● **Problem to work on**
Once the line containing "let content = serde_json::to_string_pretty(self)?;" has been copied, stop; copy every line before it exactly, beginning with the first line of the material below.

═════ Recorded data ═════

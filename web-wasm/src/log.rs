//! ブラウザコンソールへのログ出力

use wasm_bindgen::JsValue;

pub fn info(message: &str) {
    web_sys::console::info_1(&JsValue::from_str(message));
}

pub fn warn(message: &str) {
    web_sys::console::warn_1(&JsValue::from_str(message));
}

pub fn error(message: &str) {
    web_sys::console::error_1(&JsValue::from_str(message));
}
//! CLI設定（`~/.config/trust-wedo/config.json`）
//!
//! 接続先、表示言語・テーマ、ログインセッションを保持する。
//! `TRUST_WEDO_CONFIG` で設定ファイルの場所を、`TRUST_WEDO_API_URL` で
//! 接続先を上書きできる。

use crate::error::{Result, TrustWedoError};
use serde::{Deserialize, Serialize};
use std::path::{Path, PathBuf};
use trust_wedo_common::prefs::{LANGUAGE_KEY, THEME_KEY};
use trust_wedo_common::{
    AuthEndpoints, Language, PreferenceStore, Preferences, Session, Theme, DEFAULT_API_URL,
};

pub const CONFIG_ENV: &str = "TRUST_WEDO_CONFIG";
pub const API_URL_ENV: &str = "TRUST_WEDO_API_URL";

#[derive(Debug, Clone, Serialize, Deserialize)]
#[serde(default)]
pub struct Config {
    pub api_url: String,
    /// 認証APIのベースURL（未設定なら `api_url`）
    pub auth_url: Option<String>,
    /// 認証APIの `apikey`
    pub anon_key: Option<String>,
    pub language: Language,
    pub theme: Theme,
    pub session: Option<Session>,
}

impl Default for Config {
    fn default() -> Self {
        Self::default_config()
    }
}

impl Config {
    /// 指定パスから読む（無ければ既定値）
    pub fn load_from(path: &Path) -> Result<Self> {
        if path.exists() {
            let content = std::fs::read_to_string(path)?;
            let config: Config = serde_json::from_str(&content)?;
            Ok(config)
        } else {
            Ok(Self::default_config())
        }
    }

    pub fn save_to(&self, path: &Path) -> Result<()> {
        if let Some(parent) = path.parent() {
            std::fs::create_dir_all(parent)?;
        }

        let content = serde_json::to_string_pretty(self)?;
        std::fs::write(path, content)?;
        Ok(())
    }

    pub fn config_path() -> Result<PathBuf> {
        if let Ok(path) = std::env::var(CONFIG_ENV) {
            return Ok(PathBuf::from(path));
        }
        let home = dirs::home_dir()
            .ok_or_else(|| TrustWedoError::Config("home directory not found".into()))?;
        Ok(home.join(".config").join("trust-wedo").join("config.json"))
    }

    fn default_config() -> Self {
        Self {
            api_url: DEFAULT_API_URL.into(),
            auth_url: None,
            anon_key: None,
            language: Language::default(),
            theme: Theme::default(),
            session: None,
        }
    }

    /// 接続先（環境変数を優先）
    pub fn api_url(&self) -> String {
        match std::env::var(API_URL_ENV) {
            Ok(url) if !url.trim().is_empty() => url,
            _ => self.api_url.clone(),
        }
    }

    pub fn auth_endpoints(&self) -> AuthEndpoints {
        let base = self.auth_url.clone().unwrap_or_else(|| self.api_url());
        AuthEndpoints::new(&base, self.anon_key.as_deref().unwrap_or(""))
    }

    pub fn preferences(&self) -> Preferences {
        Preferences::load(self)
    }

    /// 有効なアクセストークン
    pub fn access_token(&self, now: i64) -> Result<String> {
        let session = self.session.as_ref().ok_or(TrustWedoError::NotLoggedIn)?;
        if session.is_expired(now) {
            return Err(TrustWedoError::SessionExpired);
        }
        Ok(session.access_token.clone())
    }
}

/// 設定ファイルを表示設定の保存先として使う
impl PreferenceStore for Config {
    fn get(&self, key: &str) -> Option<String> {
        match key {
            LANGUAGE_KEY => Some(self.language.code().to_string()),
            THEME_KEY => Some(self.theme.as_str().to_string()),
            _ => None,
        }
    }

    fn set(&mut self, key: &str, value: &str) {
        match key {
            LANGUAGE_KEY => {
                if let Some(lang) = Language::from_code(value) {
                    self.language = lang;
                }
            }
            THEME_KEY => {
                if let Ok(theme) = value.parse() {
                    self.theme = theme;
                }
            }
            _ => tracing::debug!("unknown preference key: {}", key),
        }
    }
}

#[cfg(test)]
mod tests {
    use super::*;

    #[test]
    fn test_default_config() {
        let config = Config::default();
        assert_eq!(config.api_url, "http://localhost:8000");
        assert_eq!(config.language, Language::TraditionalChinese);
        assert!(config.session.is_none());
    }

    #[test]
    fn test_access_token_requires_session() {
        let config = Config::default();
        assert!(matches!(config.access_token(0), Err(TrustWedoError::NotLoggedIn)));
    }

    #[test]
    fn test_preference_store_round_trip() {
        let mut config = Config::default();
        let mut prefs = config.preferences();
        prefs.toggle_language(&mut config);
        prefs.toggle_theme(&mut config);

        assert_eq!(config.language, Language::English);
        assert_eq!(config.theme, Theme::Dark);
        assert_eq!(config.preferences(), prefs);
    }

    #[test]
    fn test_auth_endpoints_use_auth_url() {
        let config = Config {
            api_url: "https://api.example.com".into(),
            auth_url: Some("https://auth.example.com".into()),
            anon_key: Some("anon".into()),
            ..Config::default()
        };
        assert_eq!(
            config.auth_endpoints().signup(),
            "https://auth.example.com/auth/v1/signup"
        );
        assert_eq!(config.auth_endpoints().anon_key(), "anon");
    }
}
//! 認証セッション（GoTrue互換 REST）
//!
//! パスワード認証・サインアップ・ログアウトのURLとボディ、
//! トークン応答からのセッション生成を扱う。

use crate::error::{Error, Result};
use serde::{Deserialize, Serialize};

/// ログイン中のユーザー
#[derive(Debug, Clone, PartialEq, Eq, Serialize, Deserialize)]
pub struct SessionUser {
    pub id: String,
    #[serde(default)]
    pub email: Option<String>,
}

/// 認証セッション
#[derive(Debug, Clone, PartialEq, Eq, Serialize, Deserialize)]
pub struct Session {
    pub access_token: String,
    #[serde(default)]
    pub refresh_token: Option<String>,
    /// 失効時刻（UNIX秒）
    pub expires_at: i64,
    pub user: SessionUser,
}

impl Session {
    /// `now`（UNIX秒）の時点で失効しているか
    pub fn is_expired(&self, now: i64) -> bool {
        now >= self.expires_at
    }

    pub fn email(&self) -> &str {
        self.user.email.as_deref().unwrap_or("")
    }
}

/// `/token` と `/signup` の応答
#[derive(Debug, Clone, Deserialize)]
pub struct TokenResponse {
    #[serde(default)]
    pub access_token: Option<String>,
    #[serde(default)]
    pub refresh_token: Option<String>,
    #[serde(default)]
    pub expires_in: Option<i64>,
    #[serde(default)]
    pub expires_at: Option<i64>,
    #[serde(default)]
    pub user: Option<SessionUser>,
}

/// トークン応答の結果
#[derive(Debug, Clone, PartialEq, Eq)]
pub enum AuthOutcome {
    /// セッション確立
    SignedIn(Session),
    /// サインアップ済みだがメール確認待ち（トークン無し）
    ConfirmationRequired,
}

impl TokenResponse {
    /// セッションへ変換。`expires_at` が無ければ `now + expires_in`
    pub fn into_outcome(self, now: i64) -> Result<AuthOutcome> {
        let Some(access_token) = self.access_token else {
            return Ok(AuthOutcome::ConfirmationRequired);
        };
        let user = self
            .user
            .ok_or_else(|| Error::InvalidInput("token response has no user".into()))?;
        let expires_at = self
            .expires_at
            .or_else(|| self.expires_in.map(|secs| now + secs))
            .unwrap_or(now + DEFAULT_EXPIRES_IN);

        Ok(AuthOutcome::SignedIn(Session {
            access_token,
            refresh_token: self.refresh_token,
            expires_at,
            user,
        }))
    }
}

/// 応答に有効期限が無い場合の既定（秒）
const DEFAULT_EXPIRES_IN: i64 = 3600;

/// メール・パスワード
#[derive(Debug, Clone, Serialize)]
pub struct PasswordCredentials {
    pub email: String,
    pub password: String,
}

impl PasswordCredentials {
    pub fn new(email: &str, password: &str) -> Result<Self> {
        let email = email.trim();
        if email.is_empty() || !email.contains('@') {
            return Err(Error::InvalidInput(format!("invalid email: {}", email)));
        }
        if password.is_empty() {
            return Err(Error::InvalidInput("password is empty".into()));
        }
        Ok(Self {
            email: email.to_string(),
            password: password.to_string(),
        })
    }
}

/// 認証エンドポイント
#[derive(Debug, Clone, PartialEq, Eq)]
pub struct AuthEndpoints {
    base: String,
    anon_key: String,
}

impl AuthEndpoints {
    pub fn new(base: &str, anon_key: &str) -> Self {
        Self {
            base: base.trim().trim_end_matches('/').to_string(),
            anon_key: anon_key.to_string(),
        }
    }

    /// `apikey` ヘッダ値
    pub fn anon_key(&self) -> &str {
        &self.anon_key
    }

    pub fn password_grant(&self) -> String {
        format!("{}/auth/v1/token?grant_type=password", self.base)
    }

    pub fn signup(&self) -> String {
        format!("{}/auth/v1/signup", self.base)
    }

    pub fn logout(&self) -> String {
        format!("{}/auth/v1/logout", self.base)
    }
}

/// GoTrue のエラーボディ（版によってフィールド名が違う）
#[derive(Debug, Deserialize)]
struct AuthErrorBody {
    #[serde(default)]
    error_description: Option<String>,
    #[serde(default)]
    msg: Option<String>,
    #[serde(default)]
    message: Option<String>,
}

/// 非2xxの認証応答からエラーを作る
pub fn auth_error(status: u16, body: &str) -> Error {
    let message = serde_json::from_str::<AuthErrorBody>(body)
        .ok()
        .and_then(|b| b.error_description.or(b.msg).or(b.message))
        .unwrap_or_else(|| format!("authentication failed ({})", status));
    Error::Api { status, message }
}
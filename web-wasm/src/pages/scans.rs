//! スキャン一覧と新規作成

use super::dashboard::{load_scans, url_error_text};
use crate::api::ApiClient;
use crate::app::use_app;
use crate::components::dashboard_layout::DashboardLayout;
use crate::components::scan_list::ScanList;
use leptos::prelude::*;
use leptos::task::spawn_local;
use trust_wedo_common::{CreateScanRequest, ScanJob};

#[component]
pub fn ScansPage() -> impl IntoView {
    let ctx = use_app();
    let (url, set_url) = signal(String::new());
    let (error, set_error) = signal(None::<String>);
    let (creating, set_creating) = signal(false);
    let (scans, set_scans) = signal(Vec::<ScanJob>::new());

    load_scans(ctx, set_scans);

    let on_submit = move |ev: leptos::ev::SubmitEvent| {
        ev.prevent_default();
        set_error.set(None);

        let input = url.get_untracked();
        let request = match CreateScanRequest::new(&input) {
            Ok(r) => r,
            Err(e) => {
                set_error.set(Some(url_error_text(ctx, &input, &e)));
                return;
            }
        };
        let token = match ctx.access_token() {
            Ok(t) => t,
            Err(e) => {
                set_error.set(Some(ctx.error_text(&e, "auth.sessionExpired")));
                return;
            }
        };

        set_creating.set(true);
        spawn_local(async move {
            match ApiClient::new(&token).create_scan(&request).await {
                Ok(job) => {
                    crate::log::info(&format!("scan {} created", job.id));
                    set_url.set(String::new());
                    load_scans(ctx, set_scans);
                }
                Err(e) => {
                    set_error.set(Some(ctx.error_text(&e, "dashboard.error.createFailed")));
                }
            }
            set_creating.set(false);
        });
    };

    view! {
        <DashboardLayout>
            <div class="dashboard-header">
                <h1>{move || ctx.tr("dashboard.nav.scans")}</h1>
                <p class="text-muted">{move || ctx.tr("scans.subtitle")}</p>
            </div>

            <form class="card scan-form" on:submit=on_submit>
                <h2>{move || ctx.tr("scans.newScan")}</h2>
                <div class="scan-form-row">
                    <input
                        type="text"
                        placeholder="https://example.com"
                        prop:value=move || url.get()
                        on:input=move |ev| set_url.set(event_target_value(&ev))
                    />
                    <button type="submit" class="btn btn-primary" disabled=move || creating.get()>
                        {move || if creating.get() {
                            ctx.tr("scans.creating")
                        } else {
                            ctx.tr("scans.create")
                        }}
                    </button>
                </div>
                {move || error.get().map(|e| view! { <p class="form-error">{e}</p> })}
            </form>

            <section class="card">
                <h2>{move || ctx.tr("scans.recent")}</h2>
                <ScanList scans=scans />
            </section>
        </DashboardLayout>
    }
}
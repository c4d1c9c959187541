//! スキャンの作成と完了待ち

use crate::client::ApiClient;
use crate::error::{Result, TrustWedoError};
use crate::watch::watch_job;
use trust_wedo_common::{
    t, CancelToken, CreateScanRequest, JobStatusSource, Language, PollOutcome, PollPolicy,
    ScanJob,
};

/// 監視結果をコマンドの結果にする
pub fn outcome_to_result(outcome: PollOutcome, job_id: &str, lang: Language) -> Result<ScanJob> {
    match outcome {
        PollOutcome::Completed(job) => Ok(job),
        PollOutcome::Failed(message) => Err(TrustWedoError::ScanFailed(
            message.unwrap_or_else(|| t(lang, "dashboard.error.retryLater").to_string()),
        )),
        PollOutcome::TimedOut => Err(TrustWedoError::TimedOut(job_id.to_string())),
        PollOutcome::Cancelled => Err(TrustWedoError::Cancelled),
    }
}

/// 既存ジョブを完了まで待つ
pub async fn wait_for<S: JobStatusSource>(
    source: &S,
    job_id: &str,
    policy: PollPolicy,
    cancel: &CancelToken,
    lang: Language,
    show_progress: bool,
) -> Result<ScanJob> {
    let outcome = watch_job(source, job_id, policy, cancel, lang, show_progress).await;
    let job = outcome_to_result(outcome, job_id, lang)?;
    if show_progress {
        println!("✔ {}", t(lang, "scans.status.completed"));
    }
    Ok(job)
}

/// URLを検証してジョブを1件作る（不正なURLならリクエストしない）
pub async fn submit(client: &ApiClient, url: &str) -> Result<ScanJob> {
    let request = CreateScanRequest::new(url)?;
    let job = client.create_scan(&request).await?;
    tracing::info!("created job {} for {}", job.id, request.url);
    Ok(job)
}

/// ジョブを作り、返ってきたIDで完了まで待つ
pub async fn submit_and_wait(
    client: &ApiClient,
    url: &str,
    policy: PollPolicy,
    cancel: &CancelToken,
    lang: Language,
    show_progress: bool,
) -> Result<ScanJob> {
    let job = submit(client, url).await?;
    if show_progress {
        println!("🆔 {}", job.id);
    }
    wait_for(client, &job.id, policy, cancel, lang, show_progress).await
}

#[cfg(test)]
mod tests {
    use super::*;
    use trust_wedo_common::ScanStatus;

    #[test]
    fn test_outcome_completed() {
        let job = ScanJob {
            id: "j1".to_string(),
            status: ScanStatus::Completed,
            ..Default::default()
        };
        let result = outcome_to_result(PollOutcome::Completed(job), "j1", Language::English);
        assert_eq!(result.expect("completed").id, "j1");
    }

    #[test]
    fn test_outcome_failed_falls_back_to_generic_message() {
        let err = outcome_to_result(PollOutcome::Failed(None), "j1", Language::English)
            .unwrap_err();
        assert_eq!(
            err.to_string(),
            "Scan failed: Analysis failed, please try again later"
        );

        let err = outcome_to_result(
            PollOutcome::Failed(Some("site unreachable".to_string())),
            "j1",
            Language::English,
        )
        .unwrap_err();
        assert!(matches!(err, TrustWedoError::ScanFailed(ref m) if m == "site unreachable"));
    }

    #[test]
    fn test_outcome_timeout_keeps_job_id() {
        let err = outcome_to_result(PollOutcome::TimedOut, "j9", Language::English).unwrap_err();
        assert!(matches!(err, TrustWedoError::TimedOut(ref id) if id == "j9"));
        assert!(matches!(
            outcome_to_result(PollOutcome::Cancelled, "j9", Language::English),
            Err(TrustWedoError::Cancelled)
        ));
    }
}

═════

● **Answer space**
filename web-wasm/src/log.rs
//! ブラウザコンソールへのログ出力

use wasm_bindgen::JsValue;

pub fn info(message: &str) {
    web_sys::console::info_1(&JsValue::from_str(message));
}

pub fn warn(message: &str) {
    web_sys::console::warn_1(&JsValue::from_str(message));
}

pub fn error(message: &str) {
    web_sys::console::error_1(&JsValue::from_str(message));
}
//! CLI設定（`~/.config/trust-wedo/config.json`）
//!
//! 接続先、表示言語・テーマ、ログインセッションを保持する。
//! `TRUST_WEDO_CONFIG` で設定ファイルの場所を、`TRUST_WEDO_API_URL` で
//! 接続先を上書きできる。

use crate::error::{Result, TrustWedoError};
use serde::{Deserialize, Serialize};
use std::path::{Path, PathBuf};
use trust_wedo_common::prefs::{LANGUAGE_KEY, THEME_KEY};
use trust_wedo_common::{
    AuthEndpoints, Language, PreferenceStore, Preferences, Session, Theme, DEFAULT_API_URL,
};

pub const CONFIG_ENV: &str = "TRUST_WEDO_CONFIG";
pub const API_URL_ENV: &str = "TRUST_WEDO_API_URL";

#[derive(Debug, Clone, Serialize, Deserialize)]
#[serde(default)]
pub struct Config {
    pub api_url: String,
    /// 認証APIのベースURL（未設定なら `api_url`）
    pub auth_url: Option<String>,
    /// 認証APIの `apikey`
    pub anon_key: Option<String>,
    pub language: Language,
    pub theme: Theme,
    pub session: Option<Session>,
}

impl Default for Config {
    fn default() -> Self {
        Self::default_config()
    }
}

impl Config {
    /// 指定パスから読む（無ければ既定値）
    pub fn load_from(path: &Path) -> Result<Self> {
        if path.exists() {
            let content = std::fs::read_to_string(path)?;
            let config: Config = serde_json::from_str(&content)?;
            Ok(config)
        } else {
            Ok(Self::default_config())
        }
    }

    pub fn save_to(&self, path: &Path) -> Result<()> {
        if let Some(parent) = path.parent() {
            std::fs::create_dir_all(parent)?;
        }

        let content = serde_json::to_string_pretty(self)?;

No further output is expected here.